Nowadays, it might get allocated less space, because of its high risk. But what is the real problem here? If there are a large number of consumers, spending more time and touching more products in this ‘low-revenue’ zone compared to a zone with higher revenue, the root cause of the low revenues might be the pricing, assortment or staff. Especially given that the overall market growth of this category is high, store behavior can provide answers as to why the relative market share of your company is lagging behind. High engagement levels in this case indicate that people find this product category interesting, so it should not get less space. But maybe the assortment and price within the category just isn’t quite right. Or the staff should get trained to convert those interested shoppers in customers.
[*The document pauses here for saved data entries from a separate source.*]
//! Renderer error types.

use thiserror::Error;

use vkframe_rhi::RhiError;

use crate::frame::FramePhase;
use crate::objects::ObjectId;
use crate::registry::ResourceId;

/// Error type for the state cache and the frame orchestrator.
#[derive(Error, Debug)]
pub enum EngineError {
    /// Device or command pool failure
    #[error(transparent)]
    Rhi(#[from] RhiError),

    /// Configuration or logging failure
    #[error(transparent)]
    Core(#[from] vkframe_core::Error),

    /// The calling thread already has an open command buffer
    #[error("Recording thread {thread} already has an open command buffer")]
    CommandBufferAlreadyOpen { thread: usize },

    /// The calling thread has no open command buffer
    #[error("Recording thread {thread} has no open command buffer")]
    NoOpenCommandBuffer { thread: usize },

    /// A submit was attempted while a command buffer is still recording
    #[error("Cannot submit while a command buffer is still recording")]
    RecordingInProgress,

    /// The bound shaders do not form a complete graphics or compute set
    #[error("Incomplete shader set: {0}")]
    IncompleteShaderSet(&'static str),

    /// Render target index out of range
    #[error("Render target index {0} is out of range")]
    RenderTargetIndex(usize),

    /// A render target slot was used without an image view bound to it
    #[error("Render target {0} is not set")]
    UnsetRenderTarget(usize),

    /// A render target is bound after an unset slot
    #[error("Render target {0} is bound after an unset slot")]
    RenderTargetGap(usize),

    /// A render state was requested with no render targets bound
    #[error("No render targets are bound")]
    NoRenderTargets,

    /// Uniform slot index out of range
    #[error("Uniform slot {0} is out of range")]
    UniformSlot(usize),

    /// A descriptor set is bound above an unset lower set
    #[error("Descriptor set {0} is not bound")]
    DescriptorSetGap(u32),

    /// The resource registry has no entry for the id
    #[error("Unknown resource {0}")]
    UnknownResource(ResourceId),

    /// An operation was called in the wrong frame phase
    #[error("{operation} is not valid while the frame is {phase}")]
    InvalidPhase {
        operation: &'static str,
        phase: FramePhase,
    },

    /// A thread index outside the configured recording slots
    #[error("Recording thread index {0} is out of range")]
    RecordingThread(usize),

    /// An object's size does not match the ring's object stride
    #[error("Object is {actual} byte(s) but the ring stores {expected}-byte objects")]
    ObjectStride { expected: usize, actual: usize },

    /// A per-slot buffer cannot hold the ring's full object capacity
    #[error("Object buffer {slot} holds {capacity} byte(s), {required} required")]
    ObjectBufferTooSmall {
        slot: usize,
        capacity: usize,
        required: usize,
    },

    /// The object ring is at capacity
    #[error("Object ring is full ({0} objects)")]
    ObjectRingFull(usize),

    /// The object ring has no object with this id
    #[error("Unknown object {0}")]
    UnknownObject(ObjectId),

    /// The object ring does not have one buffer per frame slot
    #[error("Object ring has {buffers} buffer(s) for {frames} frame slot(s)")]
    ObjectRingSlots { buffers: usize, frames: usize },

    /// No object ring is attached to the orchestrator
    #[error("No object ring attached")]
    NoObjectRing,
}

/// Result type alias for renderer operations.
pub type EngineResult<T> = std::result::Result<T, EngineError>;
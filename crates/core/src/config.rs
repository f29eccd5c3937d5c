//! Engine configuration loaded from TOML.
//!
//! Every field has a default, so an empty file (or no file at all) yields a
//! working configuration:
//!
//! ```toml
//! frames_in_flight = 2
//! recording_threads = 4
//! fence_timeout_ms = 5000
//!
//! [raster]
//! front_face = "clockwise"
//! cull_back_faces = true
//!
//! [logging]
//! filter = "info,vkframe=debug"
//! thread_ids = true
//! ```

use std::path::Path;

use serde::{Deserialize, Serialize};
use tracing::{debug, warn};

use crate::error::{Error, Result};

/// Upper bound on worker threads that may record command buffers concurrently.
pub const MAX_RECORDING_THREADS: usize = 8;

/// Upper bound on frames in flight.
const MAX_FRAMES_IN_FLIGHT: usize = 4;

/// Top-level configuration for the frame execution core.
#[derive(Debug, Clone, PartialEq, Eq, Serialize, Deserialize)]
#[serde(default)]
pub struct EngineConfig {
    /// Number of frame slots the CPU may record ahead of the GPU.
    pub frames_in_flight: usize,
    /// Number of per-thread recording slots.
    pub recording_threads: usize,
    /// Fence and image-acquire timeout in milliseconds. Zero waits forever.
    pub fence_timeout_ms: u64,
    /// Fixed-function rasterizer settings baked into every graphics pipeline.
    pub raster: RasterConfig,
    /// Logging settings.
    pub logging: LoggingConfig,
}

/// Triangle winding treated as front-facing.
#[derive(Debug, Clone, Copy, PartialEq, Eq, Default, Serialize, Deserialize)]
#[serde(rename_all = "snake_case")]
pub enum WindingOrder {
    #[default]
    Clockwise,
    CounterClockwise,
}

/// Rasterizer configuration.
#[derive(Debug, Clone, PartialEq, Eq, Serialize, Deserialize)]
#[serde(default)]
pub struct RasterConfig {
    pub front_face: WindingOrder,
    pub cull_back_faces: bool,
}

/// Logging configuration consumed by [`crate::init_logging_with`].
#[derive(Debug, Clone, PartialEq, Eq, Serialize, Deserialize)]
#[serde(default)]
pub struct LoggingConfig {
    /// `EnvFilter` directive string.
    pub filter: String,
    /// Annotate log lines with the emitting thread id.
    pub thread_ids: bool,
}

impl Default for EngineConfig {
    fn default() -> Self {
        Self {
            frames_in_flight: 2,
            recording_threads: 4,
            fence_timeout_ms: 5_000,
            raster: RasterConfig::default(),
            logging: LoggingConfig::default(),
        }
    }
}

impl Default for RasterConfig {
    fn default() -> Self {
        Self {
            front_face: WindingOrder::Clockwise,
            cull_back_faces: true,
        }
    }
}

impl Default for LoggingConfig {
    fn default() -> Self {
        Self {
            filter: crate::logging::DEFAULT_FILTER.to_string(),
            thread_ids: true,
        }
    }
}

impl EngineConfig {
    /// Load configuration from a TOML file and validate it.
    ///
    /// # Errors
    ///
    /// Returns an error if the file cannot be read, is not valid TOML, or
    /// fails [`EngineConfig::validate`].
    pub fn load(path: impl AsRef<Path>) -> Result<Self> {
        let path = path.as_ref();
        let content = std::fs::read_to_string(path)?;
        let config = Self::from_toml_str(&content)?;
        debug!("Loaded engine config from {}", path.display());
        Ok(config)
    }

    /// Parse and validate configuration from a TOML string.
    pub fn from_toml_str(content: &str) -> Result<Self> {
        let config: EngineConfig = toml::from_str(content)?;
        config.validate()?;
        Ok(config)
    }

    /// Load configuration from file if it exists and is valid, otherwise
    /// return defaults.
    pub fn load_or_default(path: impl AsRef<Path>) -> Self {
        let path = path.as_ref();
        if !path.exists() {
            return Self::default();
        }
        Self::load(path).unwrap_or_else(|e| {
            warn!("Ignoring config {}: {e}", path.display());
            Self::default()
        })
    }

    /// Check value ranges.
    ///
    /// # Errors
    ///
    /// Returns [`Error::Config`] if `frames_in_flight` or `recording_threads`
    /// is zero or above its maximum.
    pub fn validate(&self) -> Result<()> {
        if !(1..=MAX_FRAMES_IN_FLIGHT).contains(&self.frames_in_flight) {
            return Err(Error::Config(format!(
                "frames_in_flight must be in 1..={MAX_FRAMES_IN_FLIGHT}, got {}",
                self.frames_in_flight
            )));
        }
        if !(1..=MAX_RECORDING_THREADS).contains(&self.recording_threads) {
            return Err(Error::Config(format!(
                "recording_threads must be in 1..={MAX_RECORDING_THREADS}, got {}",
                self.recording_threads
            )));
        }
        Ok(())
    }

    /// Fence timeout in nanoseconds as expected by Vulkan wait calls.
    ///
    /// A zero `fence_timeout_ms` maps to `u64::MAX` (no timeout).
    pub fn fence_timeout_ns(&self) -> u64 {
        if self.fence_timeout_ms == 0 {
            u64::MAX
        } else {
            self.fence_timeout_ms.saturating_mul(1_000_000)
        }
    }
}

#[cfg(test)]
mod tests {
    use super::*;

    #[test]
    fn test_empty_config_uses_defaults() {
        let config = EngineConfig::from_toml_str("").unwrap();
        assert_eq!(config, EngineConfig::default());
        assert_eq!(config.frames_in_flight, 2);
        assert!(config.raster.cull_back_faces);
    }

    #[test]
    fn test_partial_config() {
        let config = EngineConfig::from_toml_str(
            r#"
            frames_in_flight = 3

            [raster]
            front_face = "counter_clockwise"
            "#,
        )
        .unwrap();

        assert_eq!(config.frames_in_flight, 3);
        assert_eq!(config.recording_threads, 4);
        assert_eq!(config.raster.front_face, WindingOrder::CounterClockwise);
        assert!(config.raster.cull_back_faces);
    }

    #[test]
    fn test_out_of_range_values_rejected() {
        assert!(matches!(
            EngineConfig::from_toml_str("frames_in_flight = 0"),
            Err(Error::Config(_))
        ));
        assert!(matches!(
            EngineConfig::from_toml_str("recording_threads = 64"),
            Err(Error::Config(_))
        ));
    }

    #[test]
    fn test_malformed_toml() {
        assert!(matches!(
            EngineConfig::from_toml_str("frames_in_flight = \"two\""),
            Err(Error::ConfigParse(_))
        ));
    }

    #[test]
    fn test_fence_timeout_conversion() {
        let mut config = EngineConfig::default();
        assert_eq!(config.fence_timeout_ns(), 5_000_000_000);

        config.fence_timeout_ms = 0;
        assert_eq!(config.fence_timeout_ns(), u64::MAX);
    }

    #[test]
    fn test_load_or_default_missing_file() {
        let config = EngineConfig::load_or_default("/nonexistent/vkframe.toml");
        assert_eq!(config, EngineConfig::default());
    }
}
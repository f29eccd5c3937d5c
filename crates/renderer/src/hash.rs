//! Cache key hashing.
//!
//! Keys are built from object identities (raw handle values) and small
//! enums. [`StateHasher`] is a rolling multiplicative combiner, so the
//! position of each value matters; it is used wherever slots are
//! positional, such as render targets. [`combine_unordered`] folds a set
//! of values so their order does not matter.
//!
//! Identities are stable for a process lifetime because shader modules
//! and image views are created once upstream and reused, so keys are
//! deterministic within a run but are not meant to be persisted.

use std::hash::{Hash, Hasher};

const SEED: u64 = 0xcbf2_9ce4_8422_2325;
const MULTIPLIER: u64 = 0x0000_0100_0000_01b3;

/// Finalizer from splitmix64.
#[inline]
pub fn mix64(mut x: u64) -> u64 {
    x ^= x >> 30;
    x = x.wrapping_mul(0xbf58_476d_1ce4_e5b9);
    x ^= x >> 27;
    x = x.wrapping_mul(0x94d0_49bb_1331_11eb);
    x ^ (x >> 31)
}

/// Order-sensitive rolling hasher.
#[derive(Clone, Copy, Debug)]
pub struct StateHasher {
    state: u64,
}

impl Default for StateHasher {
    fn default() -> Self {
        Self::new()
    }
}

impl StateHasher {
    pub const fn new() -> Self {
        Self { state: SEED }
    }

    /// Starts a hasher chained from an existing key.
    pub fn chained(key: u64) -> Self {
        let mut hasher = Self::new();
        hasher.write_u64(key);
        hasher
    }

    /// Feeds any `Hash` value.
    pub fn add<T: Hash + ?Sized>(&mut self, value: &T) -> &mut Self {
        value.hash(self);
        self
    }
}

impl Hasher for StateHasher {
    fn finish(&self) -> u64 {
        mix64(self.state)
    }

    fn write(&mut self, bytes: &[u8]) {
        for chunk in bytes.chunks(8) {
            let mut word = [0u8; 8];
            word[..chunk.len()].copy_from_slice(chunk);
            self.write_u64(u64::from_le_bytes(word));
        }
    }

    #[inline]
    fn write_u64(&mut self, value: u64) {
        self.state = (self.state ^ mix64(value)).wrapping_mul(MULTIPLIER);
    }

    #[inline]
    fn write_u32(&mut self, value: u32) {
        self.write_u64(u64::from(value));
    }

    #[inline]
    fn write_u8(&mut self, value: u8) {
        self.write_u64(u64::from(value));
    }

    #[inline]
    fn write_usize(&mut self, value: usize) {
        self.write_u64(value as u64);
    }
}

/// Combines values so that any permutation yields the same key.
pub fn combine_unordered<I: IntoIterator<Item = u64>>(values: I) -> u64 {
    values
        .into_iter()
        .fold(SEED, |acc, value| acc.wrapping_add(mix64(value)))
}

#[cfg(test)]
mod tests {
    use super::*;

    fn ordered(values: &[u64]) -> u64 {
        let mut hasher = StateHasher::new();
        for value in values {
            hasher.write_u64(*value);
        }
        hasher.finish()
    }

    #[test]
    fn test_ordered_hash_is_deterministic() {
        assert_eq!(ordered(&[1, 2, 3]), ordered(&[1, 2, 3]));
    }

    #[test]
    fn test_ordered_hash_depends_on_position() {
        assert_ne!(ordered(&[1, 2]), ordered(&[2, 1]));
        // Plain XOR would collide here.
        assert_ne!(ordered(&[5, 5]), ordered(&[7, 7]));
    }

    #[test]
    fn test_unordered_ignores_order() {
        assert_eq!(combine_unordered([1, 2, 3]), combine_unordered([3, 1, 2]));
        assert_ne!(combine_unordered([1, 2]), combine_unordered([1, 3]));
    }

    #[test]
    fn test_unordered_counts_duplicates() {
        assert_ne!(combine_unordered([4, 4]), combine_unordered([4]));
    }

    #[test]
    fn test_chained_differs_from_parent() {
        let parent = ordered(&[9]);
        assert_ne!(StateHasher::chained(parent).finish(), parent);
    }
}
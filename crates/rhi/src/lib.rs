//! Vulkan abstraction layer (Render Hardware Interface).
//!
//! This crate provides the device-facing half of the frame core using the
//! `ash` crate. It handles:
//! - The [`backend::GpuBackend`] seam and its Vulkan implementation
//! - Per-frame command buffer pooling
//! - Fences, semaphores and per-frame sync bundles
//! - Pipeline, render pass and framebuffer descriptions
//! - Shader modules, vertex layouts and descriptor bindings
//! - Swapchain snapshots

mod error;

pub mod backend;
pub mod command;
pub mod descriptor;
pub mod device;
pub mod image;
pub mod pipeline;
pub mod rendering;
pub mod shader;
pub mod swapchain;
pub mod sync;
pub mod vertex;

#[cfg(any(test, feature = "mock"))]
pub mod mock;

pub use error::{RhiError, RhiResult};

// Re-export ash types that users might need
pub use ash::vk;
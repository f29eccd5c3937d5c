//! Per-frame command buffer pooling.
//!
//! Command buffers are allocated once and recycled: each frame slot owns a
//! [`CommandBufferAllocator`] whose buffers are reset (never freed) when the
//! slot comes around again, so the steady-state frame loop performs no
//! allocations.
//!
//! # Overview
//!
//! - [`CommandPool`] owns one `VkCommandPool` per queue kind (graphics,
//!   compute) and the per-slot allocators
//! - [`CommandBufferAllocator`] is the growable buffer list of one slot,
//!   with a watermark of how many buffers the current frame has handed out
//! - [`CommandBufferHandle`] is the non-owning token given to recorders
//!
//! # Slot reuse
//!
//! A slot's buffers may only be reset after the GPU has finished executing
//! them. The pool tracks this: submitting from a slot marks it in flight,
//! [`CommandPool::retire_frame`] clears the mark once the caller has waited
//! on the slot's fence, and [`CommandPool::set_current_frame`] refuses to
//! reset a slot that is still in flight.
//!
//! # Example
//!
//! ```no_run
//! use std::sync::Arc;
//! use vkframe_rhi::backend::{GpuBackend, QueueKind, SubmitBatch};
//! use vkframe_rhi::command::CommandPool;
//! use vkframe_rhi::vk;
//!
//! # fn example(backend: Arc<dyn GpuBackend>) -> Result<(), vkframe_rhi::RhiError> {
//! let mut pool = CommandPool::new(backend.clone())?;
//!
//! pool.set_current_frame(0)?;
//! let mut cmd = pool.graphics_command_buffer()?;
//! cmd.begin(backend.as_ref())?;
//! // ... record ...
//! cmd.end(backend.as_ref())?;
//!
//! let batch = SubmitBatch::unsynchronized(pool.pending(QueueKind::Graphics));
//! backend.submit(QueueKind::Graphics, &batch, vk::Fence::null())?;
//! pool.submit_graphics();
//! # Ok(())
//! # }
//! ```

use std::sync::Arc;

use ash::vk;
use tracing::{debug, info, trace};

use crate::backend::{GpuBackend, QueueKind};
use crate::error::{RhiError, RhiResult};

/// Non-owning handle to a pooled command buffer.
///
/// The buffer itself belongs to a [`CommandBufferAllocator`]; the handle is
/// a capability to record into it. Ending recording invalidates the handle,
/// so a closed buffer cannot be recorded into again by accident.
#[derive(Clone, Copy, Debug, PartialEq, Eq)]
pub struct CommandBufferHandle {
    buffer: vk::CommandBuffer,
    queue: QueueKind,
    open: bool,
}

impl Default for CommandBufferHandle {
    fn default() -> Self {
        Self::null()
    }
}

impl CommandBufferHandle {
    fn new(buffer: vk::CommandBuffer, queue: QueueKind) -> Self {
        Self {
            buffer,
            queue,
            open: false,
        }
    }

    /// An invalid handle.
    pub fn null() -> Self {
        Self {
            buffer: vk::CommandBuffer::null(),
            queue: QueueKind::Graphics,
            open: false,
        }
    }

    /// Whether the handle still refers to a buffer.
    #[inline]
    pub fn is_valid(&self) -> bool {
        self.buffer != vk::CommandBuffer::null()
    }

    /// Whether the buffer is in the recording state.
    #[inline]
    pub fn is_open(&self) -> bool {
        self.open
    }

    #[inline]
    pub fn handle(&self) -> vk::CommandBuffer {
        self.buffer
    }

    #[inline]
    pub fn queue(&self) -> QueueKind {
        self.queue
    }

    /// Returns the raw buffer if it is open for recording.
    ///
    /// # Errors
    ///
    /// Returns [`RhiError::CommandBufferClosed`] otherwise.
    pub fn recording(&self) -> RhiResult<vk::CommandBuffer> {
        if self.open {
            Ok(self.buffer)
        } else {
            Err(RhiError::CommandBufferClosed)
        }
    }

    /// Begins recording.
    ///
    /// # Errors
    ///
    /// Fails if the handle is invalid or already open, or if the driver
    /// rejects the call.
    pub fn begin(&mut self, backend: &dyn GpuBackend) -> RhiResult<()> {
        if !self.is_valid() {
            return Err(RhiError::InvalidHandle(
                "cannot begin a null command buffer".to_string(),
            ));
        }
        if self.open {
            return Err(RhiError::InvalidHandle(
                "command buffer is already recording".to_string(),
            ));
        }
        backend.begin_command_buffer(self.buffer)?;
        self.open = true;
        Ok(())
    }

    /// Ends recording and invalidates the handle.
    ///
    /// # Errors
    ///
    /// Returns [`RhiError::CommandBufferClosed`] if the buffer is not open.
    pub fn end(&mut self, backend: &dyn GpuBackend) -> RhiResult<()> {
        let buffer = self.recording()?;
        backend.end_command_buffer(buffer)?;
        *self = Self::null();
        Ok(())
    }
}

/// Buffers of one queue kind within a slot.
#[derive(Debug, Default)]
struct BufferList {
    /// Every buffer ever allocated for this slot.
    buffers: Vec<vk::CommandBuffer>,
    /// Watermark: buffers handed out since the last reset.
    used: usize,
    /// Buffers handed out since the last submission.
    pending: Vec<vk::CommandBuffer>,
    /// Submitted work not yet known to be retired.
    in_flight: bool,
}

impl BufferList {
    fn acquire(
        &mut self,
        backend: &dyn GpuBackend,
        pool: vk::CommandPool,
    ) -> RhiResult<vk::CommandBuffer> {
        let buffer = if self.used < self.buffers.len() {
            self.buffers[self.used]
        } else {
            let buffer = backend.allocate_command_buffer(pool)?;
            self.buffers.push(buffer);
            buffer
        };
        self.used += 1;
        self.pending.push(buffer);
        Ok(buffer)
    }

    fn reset(&mut self, backend: &dyn GpuBackend) -> RhiResult<()> {
        for &buffer in &self.buffers {
            backend.reset_command_buffer(buffer)?;
        }
        self.used = 0;
        self.pending.clear();
        Ok(())
    }

    fn mark_submitted(&mut self) {
        if !self.pending.is_empty() {
            self.in_flight = true;
        }
        self.pending.clear();
    }

    fn free(&mut self, backend: &dyn GpuBackend, pool: vk::CommandPool) {
        backend.free_command_buffers(pool, &self.buffers);
        self.buffers.clear();
        self.pending.clear();
        self.used = 0;
        self.in_flight = false;
    }
}

/// Command buffers owned by one frame slot.
#[derive(Debug, Default)]
pub struct CommandBufferAllocator {
    graphics: BufferList,
    compute: BufferList,
    visits: u64,
}

impl CommandBufferAllocator {
    fn list(&self, queue: QueueKind) -> &BufferList {
        match queue {
            QueueKind::Graphics => &self.graphics,
            QueueKind::Compute => &self.compute,
        }
    }

    fn list_mut(&mut self, queue: QueueKind) -> &mut BufferList {
        match queue {
            QueueKind::Graphics => &mut self.graphics,
            QueueKind::Compute => &mut self.compute,
        }
    }

    /// Number of physical buffers allocated for `queue`.
    pub fn allocated(&self, queue: QueueKind) -> usize {
        self.list(queue).buffers.len()
    }

    /// Number of buffers handed out since the slot was last made current.
    pub fn used(&self, queue: QueueKind) -> usize {
        self.list(queue).used
    }

    /// Whether work submitted from this slot on `queue` may still be executing.
    pub fn is_in_flight(&self, queue: QueueKind) -> bool {
        self.list(queue).in_flight
    }

    /// Number of times the slot has been made current.
    pub fn visits(&self) -> u64 {
        self.visits
    }
}

/// Owner of the physical command pools and every frame slot's buffers.
///
/// # Thread Safety
///
/// Vulkan command pools require external synchronization, so all
/// operations take `&mut self`. Worker threads record into buffers handed
/// out here but never allocate from the pool directly.
pub struct CommandPool {
    backend: Arc<dyn GpuBackend>,
    graphics_pool: vk::CommandPool,
    compute_pool: vk::CommandPool,
    allocators: Vec<CommandBufferAllocator>,
    current: Option<usize>,
    destroyed: bool,
}

impl CommandPool {
    /// Creates the graphics and compute pools.
    ///
    /// Both pools allow resetting individual buffers.
    ///
    /// # Errors
    ///
    /// Returns an error if either pool cannot be created.
    pub fn new(backend: Arc<dyn GpuBackend>) -> RhiResult<Self> {
        let graphics_pool = backend.create_command_pool(QueueKind::Graphics)?;
        let compute_pool = match backend.create_command_pool(QueueKind::Compute) {
            Ok(pool) => pool,
            Err(e) => {
                backend.destroy_command_pool(graphics_pool);
                return Err(e);
            }
        };

        info!("Command pool ready (graphics + compute)");

        Ok(Self {
            backend,
            graphics_pool,
            compute_pool,
            allocators: Vec::new(),
            current: None,
            destroyed: false,
        })
    }

    fn pool(&self, queue: QueueKind) -> vk::CommandPool {
        match queue {
            QueueKind::Graphics => self.graphics_pool,
            QueueKind::Compute => self.compute_pool,
        }
    }

    /// Makes `slot` the current frame slot.
    ///
    /// The first time a slot is seen its allocator is created. On later
    /// visits every buffer the slot owns is reset to the initial state and
    /// the watermark returns to zero.
    ///
    /// # Errors
    ///
    /// Returns [`RhiError::SlotInFlight`] if work submitted from the slot
    /// has not been retired with [`CommandPool::retire_frame`], or the
    /// driver error if a reset fails.
    pub fn set_current_frame(&mut self, slot: usize) -> RhiResult<()> {
        if slot >= self.allocators.len() {
            self.allocators
                .resize_with(slot + 1, CommandBufferAllocator::default);
            debug!("Command pool grew to {} frame slot(s)", self.allocators.len());
        }

        let allocator = &mut self.allocators[slot];
        if allocator.graphics.in_flight || allocator.compute.in_flight {
            return Err(RhiError::SlotInFlight { slot });
        }

        if allocator.visits > 0 {
            allocator.graphics.reset(self.backend.as_ref())?;
            allocator.compute.reset(self.backend.as_ref())?;
            trace!(
                "Reset {} graphics / {} compute command buffer(s) for slot {}",
                allocator.graphics.buffers.len(),
                allocator.compute.buffers.len(),
                slot
            );
        }
        allocator.visits += 1;
        self.current = Some(slot);
        Ok(())
    }

    /// Declares that the GPU has finished all work submitted from `slot` on
    /// `queue`.
    ///
    /// Call this only after waiting on a fence (or queue idle) that covers
    /// the slot's submissions.
    pub fn retire_frame(&mut self, slot: usize, queue: QueueKind) {
        if let Some(allocator) = self.allocators.get_mut(slot) {
            allocator.list_mut(queue).in_flight = false;
        }
    }

    /// Clears the current slot. Buffers can't be requested until the next
    /// [`CommandPool::set_current_frame`].
    pub fn frame_flip(&mut self) {
        self.current = None;
    }

    /// The current frame slot, if any.
    pub fn current_frame(&self) -> Option<usize> {
        self.current
    }

    fn acquire(&mut self, queue: QueueKind) -> RhiResult<CommandBufferHandle> {
        let slot = self.current.ok_or(RhiError::NoCurrentFrame)?;
        let pool = self.pool(queue);
        let backend = Arc::clone(&self.backend);
        let list = self.allocators[slot].list_mut(queue);
        let before = list.buffers.len();
        let buffer = list.acquire(backend.as_ref(), pool)?;
        if list.buffers.len() > before {
            debug!(
                "Allocated {} command buffer #{} for slot {}",
                queue.name(),
                before,
                slot
            );
        }
        Ok(CommandBufferHandle::new(buffer, queue))
    }

    /// Hands out a graphics command buffer for the current slot.
    ///
    /// Reuses a previously allocated buffer while the watermark is below
    /// the slot's allocation count; allocates a new one otherwise.
    ///
    /// # Errors
    ///
    /// Returns [`RhiError::NoCurrentFrame`] between frames, or the driver
    /// error if allocation fails.
    pub fn graphics_command_buffer(&mut self) -> RhiResult<CommandBufferHandle> {
        self.acquire(QueueKind::Graphics)
    }

    /// Hands out a compute command buffer for the current slot.
    ///
    /// See [`CommandPool::graphics_command_buffer`].
    pub fn compute_command_buffer(&mut self) -> RhiResult<CommandBufferHandle> {
        self.acquire(QueueKind::Compute)
    }

    /// Buffers handed out for `queue` since the last submission, in
    /// hand-out order. Empty when no slot is current.
    pub fn pending(&self, queue: QueueKind) -> &[vk::CommandBuffer] {
        match self.current {
            Some(slot) => &self.allocators[slot].list(queue).pending,
            None => &[],
        }
    }

    /// Records that the pending graphics buffers have been submitted.
    ///
    /// The buffers stay allocated; they are reset on the slot's next visit.
    pub fn submit_graphics(&mut self) {
        self.mark_submitted(QueueKind::Graphics);
    }

    /// Records that the pending compute buffers have been submitted.
    pub fn submit_compute(&mut self) {
        self.mark_submitted(QueueKind::Compute);
    }

    fn mark_submitted(&mut self, queue: QueueKind) {
        if let Some(slot) = self.current {
            self.allocators[slot].list_mut(queue).mark_submitted();
        }
    }

    /// Allocator of `slot`, if the slot has been made current before.
    pub fn allocator(&self, slot: usize) -> Option<&CommandBufferAllocator> {
        self.allocators.get(slot)
    }

    /// Number of slots that have allocators.
    pub fn slot_count(&self) -> usize {
        self.allocators.len()
    }

    /// Frees every command buffer of every slot, then destroys both pools.
    ///
    /// The caller must ensure the device is idle. Calling this more than
    /// once is a no-op.
    pub fn clean_up(&mut self) {
        if self.destroyed {
            return;
        }
        let backend = Arc::clone(&self.backend);
        for allocator in &mut self.allocators {
            allocator.graphics.free(backend.as_ref(), self.graphics_pool);
            allocator.compute.free(backend.as_ref(), self.compute_pool);
        }
        self.allocators.clear();
        backend.destroy_command_pool(self.graphics_pool);
        backend.destroy_command_pool(self.compute_pool);
        self.current = None;
        self.destroyed = true;
        info!("Command pool destroyed");
    }
}

impl Drop for CommandPool {
    fn drop(&mut self) {
        self.clean_up();
    }
}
The perfect spot for each category
Combining behavior and market growth can help you optimize space allocation. If products in a certain category get touched a lot, but the category’s overall market growth and sales are declining, you’ve discovered that it might be in a too prominent place in the store. You can better swap spots with a category with high market growth.
Moreover, by understanding the customer flow and path you can make your store more shopable and increase your profits. If you know, for instance, that most of your male consumers like to take the left path and don’t get further than half the store, but your most of your females do go all the way to the back you can take this into account when planning your store lay-out. And when combining insights on basket mix and shopper path, you can determine how categories should be placed in relation to each other.
Optimize assortment within the category
Customer behavior can also be used to optimize assortment by comparing the amount of touches every product gets against its revenues. A product that gets touched a lot but doesn’t get sold would have possibly been removed from the category before. With new types of insight, however, you’d come to different conclusions. The product might, for instance, be priced too high or it’s a product that everyone finds very interesting to touch, but is too ‘new’ or ‘different’ to be a bestseller. This doesn’t mean it should be removed. The product can still be important for your positioning as a fashion-forward retailer, but it needs better marketing to introduce it to the consumer or simply needs some time before getting popular with the mainstream.
Next time you think about your categories, go beyond looking at revenue, but understand behavior in your store through retail analytics. This will both make your store more shopable for consumers and increase your profits.